(Dataset entries)
——
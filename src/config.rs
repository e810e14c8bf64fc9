use anyhow::{Context, Result};
use serde::{Deserialize, Serialize};
use std::fs;
use std::path::{Path, PathBuf};

/// Environment variable that overrides the configured service endpoint
pub const ENDPOINT_ENV: &str = "BOOKWISE_ENDPOINT";

pub const DEFAULT_ENDPOINT: &str = "http://localhost:5000";

pub const DEFAULT_GREETING: &str = "Hello! I'm your personal book recommendation assistant. Tell me about your reading preferences, favorite genres, or what kind of mood you're in for your next read!";

/// Main application configuration
#[derive(Debug, Clone, Serialize, Deserialize)]
#[serde(default)]
pub struct Config {
    /// Base URL of the recommendation service
    pub endpoint: String,

    /// Transport timeout for a single chat request, in seconds
    pub request_timeout_secs: u64,

    /// Assistant message every new conversation starts with
    pub greeting: String,

    /// UI preferences
    pub ui: UiConfig,

    /// BookWise home directory
    #[serde(skip)]
    pub bookwise_home: PathBuf,

    /// File this configuration was loaded from (or will be saved to)
    #[serde(skip)]
    pub config_path: PathBuf,
}

/// UI configuration
#[derive(Debug, Clone, Serialize, Deserialize)]
#[serde(default)]
pub struct UiConfig {
    pub show_timestamps: bool,
    pub placeholder: String,
}

impl Default for UiConfig {
    fn default() -> Self {
        UiConfig {
            show_timestamps: true,
            placeholder: "Ask for book recommendations...".to_string(),
        }
    }
}

impl Default for Config {
    fn default() -> Self {
        let home = dirs::home_dir().unwrap_or_else(|| PathBuf::from("~"));
        let bookwise_home = home.join(".bookwise");
        let config_path = bookwise_home.join("config.toml");

        Config {
            endpoint: DEFAULT_ENDPOINT.to_string(),
            request_timeout_secs: 60,
            greeting: DEFAULT_GREETING.to_string(),
            ui: UiConfig::default(),
            bookwise_home,
            config_path,
        }
    }
}

impl Config {
    /// Load configuration from `~/.bookwise/config.toml` (or `path` when given)
    /// and apply the endpoint override from the environment.
    pub fn load(path: Option<&Path>) -> Result<Self> {
        let bookwise_home = match path.and_then(Path::parent) {
            Some(parent) if !parent.as_os_str().is_empty() => parent.to_path_buf(),
            _ => dirs::home_dir()
                .context("Could not find home directory")?
                .join(".bookwise"),
        };
        let config_path = path
            .map(Path::to_path_buf)
            .unwrap_or_else(|| bookwise_home.join("config.toml"));

        fs::create_dir_all(&bookwise_home)
            .context("Failed to create .bookwise directory")?;

        let mut config = Self::from_file(&config_path)?;
        config.bookwise_home = bookwise_home;
        config.config_path = config_path;
        config.apply_endpoint_override(std::env::var(ENDPOINT_ENV).ok());

        Ok(config)
    }

    /// Parse a config file, falling back to defaults when it does not exist
    pub fn from_file(path: &Path) -> Result<Self> {
        if !path.exists() {
            return Ok(Config::default());
        }

        let content = fs::read_to_string(path)
            .with_context(|| format!("Failed to read config file {}", path.display()))?;
        toml::from_str(&content)
            .with_context(|| format!("Failed to parse config file {}", path.display()))
    }

    /// Save configuration to file
    pub fn save(&self) -> Result<()> {
        let content = toml::to_string_pretty(self)
            .context("Failed to serialize config")?;
        fs::write(&self.config_path, content)
            .context("Failed to write config file")?;
        Ok(())
    }

    /// Replace the endpoint when an override is present and non-blank
    pub fn apply_endpoint_override(&mut self, endpoint: Option<String>) {
        if let Some(endpoint) = endpoint {
            let endpoint = endpoint.trim();
            if !endpoint.is_empty() {
                self.endpoint = endpoint.to_string();
            }
        }
    }

    /// URL the chat requests are posted to
    pub fn chat_url(&self) -> String {
        format!("{}/chat", self.endpoint.trim_end_matches('/'))
    }

    /// URL of the service's liveness route
    pub fn health_url(&self) -> String {
        format!("{}/hello_world", self.endpoint.trim_end_matches('/'))
    }

    /// Directory the rolling log files are written to
    pub fn log_dir(&self) -> PathBuf {
        self.bookwise_home.join("logs")
    }
}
——
What the exercise asks
Exactly as written, please output every entry.

Task response
filename src/config.rs
repository e810e14c8bf64fc9
use anyhow::{Context, Result};
use serde::{Deserialize, Serialize};
use std::fs;
use std::path::{Path, PathBuf};

/// Environment variable that overrides the configured service endpoint
pub const ENDPOINT_ENV: &str = "BOOKWISE_ENDPOINT";

pub const DEFAULT_ENDPOINT: &str = "http://localhost:5000";

pub const DEFAULT_GREETING: &str = "Hello! I'm your personal book recommendation assistant. Tell me about your reading preferences, favorite genres, or what kind of mood you're in for your next read!";

/// Main application configuration
#[derive(Debug, Clone, Serialize, Deserialize)]
#[serde(default)]
pub struct Config {
    /// Base URL of the recommendation service
    pub endpoint: String,

    /// Transport timeout for a single chat request, in seconds
    pub request_timeout_secs: u64,

    /// Assistant message every new conversation starts with
    pub greeting: String,

    /// UI preferences
    pub ui: UiConfig,

    /// BookWise home directory
    #[serde(skip)]
    pub bookwise_home: PathBuf,

    /// File this configuration was loaded from (or will be saved to)
    #[serde(skip)]
    pub config_path: PathBuf,
}

/// UI configuration
#[derive(Debug, Clone, Serialize, Deserialize)]
#[serde(default)]
pub struct UiConfig {
    pub show_timestamps: bool,
    pub placeholder: String,
}

impl Default for UiConfig {
    fn default() -> Self {
        UiConfig {
            show_timestamps: true,
            placeholder: "Ask for book recommendations...".to_string(),
        }
    }
}

impl Default for Config {
    fn default() -> Self {
        let home = dirs::home_dir().unwrap_or_else(|| PathBuf::from("~"));
        let bookwise_home = home.join(".bookwise");
        let config_path = bookwise_home.join("config.toml");

        Config {
            endpoint: DEFAULT_ENDPOINT.to_string(),
            request_timeout_secs: 60,
            greeting: DEFAULT_GREETING.to_string(),
            ui: UiConfig::default(),
            bookwise_home,
            config_path,
        }
    }
}

impl Config {
    /// Load configuration from `~/.bookwise/config.toml` (or `path` when given)
    /// and apply the endpoint override from the environment.
    pub fn load(path: Option<&Path>) -> Result<Self> {
        let bookwise_home = match path.and_then(Path::parent) {
            Some(parent) if !parent.as_os_str().is_empty() => parent.to_path_buf(),
            _ => dirs::home_dir()
                .context("Could not find home directory")?
                .join(".bookwise"),
        };
        let config_path = path
            .map(Path::to_path_buf)
            .unwrap_or_else(|| bookwise_home.join("config.toml"));

        fs::create_dir_all(&bookwise_home)
            .context("Failed to create .bookwise directory")?;

        let mut config = Self::from_file(&config_path)?;
        config.bookwise_home = bookwise_home;
        config.config_path = config_path;
        config.apply_endpoint_override(std::env::var(ENDPOINT_ENV).ok());

        Ok(config)
    }

    /// Parse a config file, falling back to defaults when it does not exist
    pub fn from_file(path: &Path) -> Result<Self> {
        if !path.exists() {
            return Ok(Config::default());
        }

        let content = fs::read_to_string(path)
            .with_context(|| format!("Failed to read config file {}", path.display()))?;
        toml::from_str(&content)
            .with_context(|| format!("Failed to parse config file {}", path.display()))
    }

    /// Save configuration to file
    pub fn save(&self) -> Result<()> {
        let content = toml::to_string_pretty(self)
            .context("Failed to serialize config")?;
        fs::write(&self.config_path, content)
            .context("Failed to write config file")?;
        Ok(())
    }

    /// Replace the endpoint when an override is present and non-blank
    pub fn apply_endpoint_override(&mut self, endpoint: Option<String>) {
        if let Some(endpoint) = endpoint {
            let endpoint = endpoint.trim();
            if !endpoint.is_empty() {
                self.endpoint = endpoint.to_string();
            }
        }
    }

    /// URL the chat requests are posted to
    pub fn chat_url(&self) -> String {
        format!("{}/chat", self.endpoint.trim_end_matches('/'))
    }

    /// URL of the service's liveness route
    pub fn health_url(&self) -> String {
        format!("{}/hello_world", self.endpoint.trim_end_matches('/'))
    }

    /// Directory the rolling log files are written to
    pub fn log_dir(&self) -> PathBuf {
        self.bookwise_home.join("logs")
    }
}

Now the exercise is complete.